Ela teve diversas experiências em Boston, que incluíram consultoria estratégica e desenvolvimento de negócios em uma empresa de tecnologia, até chegar ao cargo de vice-presidente em uma companhia de produtos de consumo.
Concorrência no Mercado de Trabalho
"Quando a economia está forte, você pode ter uma chance de competir em pé de igualdade com outros candidatos. Mas quando a economia está ruim, você é a última escolha, se for escolhido", explicou.
A ansiedade de Qian aumentou durante o primeiro mandato do presidente Donald Trump, quando as mudanças nas políticas de imigração resultaram em atrasos e auditorias nos processos de concessão de vistos. Mesmo sendo alguém que parecia representar o tipo de trabalhador altamente qualificado que os EUA afirmavam valorizar, Qian sentiu-se vulnerável. "Uma vez, tive um conflito no trabalho e pensei que, se fosse demitida, precisaria sair imediatamente", lembrou. "Fiquei tão ansiosa que acabei batendo meu carro."
Mudanças no Cenário Americano
Qian observou que o país que conheceu em 2009 não era mais o mesmo. Ler os comentários em artigos de notícias sobre imigração foi um choque. "A América a que fui acreditava na abertura, em acolher talentos", disse. "A América que deixei estava dividida, desconfiada e ansiosa."
Sua desilusão refletiu uma tendência mais ampla de queda na matrícula de estudantes internacionais nos Estados Unidos nos últimos anos. "A América costumava ser o sonho", acrescentou. "Agora, pessoas como eu estão olhando para outros lugares."
Um Novo Começo em Portugal
A Vida em Lisboa
Lisboa, com suas ruas de azulejos e pores do sol atlânticos, representa um mundo distante de Boston e Nova York. Qian e seu parceiro estão reformando uma casa de campo na zona rural portuguesa. Ela está escrevendo um livro e explorando projetos criativos. A vida lá é mais lenta, mais acessível e com maior liberdade, conforme ela relata.

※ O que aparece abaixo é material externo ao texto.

//! Check command implementation.
//!
//! The `wrkmon-setup check` command scans the host and prints a table of
//! dependencies without installing anything.

use crate::error::Result;
use crate::requirements::DependencyRegistry;
use crate::runner::{Bootstrap, Report};
use crate::ui::{Table, UserInterface};

use super::dispatcher::{Command, CommandContext, CommandResult};

/// The check command implementation.
pub struct CheckCommand<'a> {
    ctx: CommandContext<'a>,
}

impl<'a> CheckCommand<'a> {
    /// Create a new check command.
    pub fn new(ctx: CommandContext<'a>) -> Self {
        Self { ctx }
    }
}

/// Render a report as a dependency table.
pub fn report_table(report: &Report) -> Table {
    let mut table = Table::new(vec!["Dependency", "Required", "Status", "Version"]);
    for outcome in &report.outcomes {
        let status = outcome.status.to_string();
        let version = outcome
            .version
            .as_ref()
            .map(|v| v.to_string())
            .unwrap_or_else(|| "-".to_string());
        table.add_row(vec![
            outcome.dependency.as_str(),
            if outcome.required { "yes" } else { "no" },
            status.as_str(),
            version.as_str(),
        ]);
    }
    table
}

impl Command for CheckCommand<'_> {
    fn execute(&self, ui: &mut dyn UserInterface) -> Result<CommandResult> {
        let registry = DependencyRegistry::from_config(self.ctx.config);
        let (overlay, host) = self.ctx.detect();
        let report = Bootstrap::new(&registry, &host, self.ctx.runner).check(&overlay);

        if self.ctx.json {
            println!("{}", report.to_json()?);
        } else {
            ui.show_header(&format!("Dependencies on {}", host));
            ui.message(&report_table(&report).render());
            for outcome in report.outcomes.iter().filter(|o| o.is_fatal()) {
                ui.error(&format!("{} is missing", outcome.dependency));
            }
        }

        Ok(CommandResult::from_exit_code(report.exit_code()))
    }
}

Portugal se tornou um ponto de atração para nômades digitais, atraindo trabalhadores remotos estrangeiros com políticas de visto favoráveis, melhor qualidade de vida e custo de vida mais baixo.
Processo de Visto em Portugal
Qian mencionou que seu processo de visto em Portugal foi "o mais fácil da sua vida." Quando questionou seu advogado sobre possíveis problemas, o profissional a tranquilizou: "Não se preocupe, nós não somos os EUA."
Reflexão sobre o Passado
Anos nos Estados Unidos proporcionaram à Qian segurança financeira — ela se formou em um momento em que a economia estava forte, economizou de forma responsável e investiu prudentemente. Esse colchão financeiro permitiu que ela recomeçasse sua vida. "Eu tive sorte", declarou. "Peguei a onda certa."
Ainda assim, ela sente certa ambivalência em relação ao país que moldou sua vida adulta. "Eu costumava ver tudo através da lente dos EUA", disse. "Agora vejo que não é o centro do mundo."
Esperança por Mudanças nos EUA
Qian expressa a esperança de que os Estados Unidos possam reencontrar a abertura que uma vez a atraiu. "Quero que a América se torne a América em que acreditamos", afirmou. "Aberta, confiante e livre. Não esta versão medrosa e fechada de si mesma."
Até que isso aconteça, ela considera que mais pessoas como ela continuarão a deixar o país. "Talvez," adicionou com um leve sorriso, "a América precise mais de nós do que nós precisamos da América."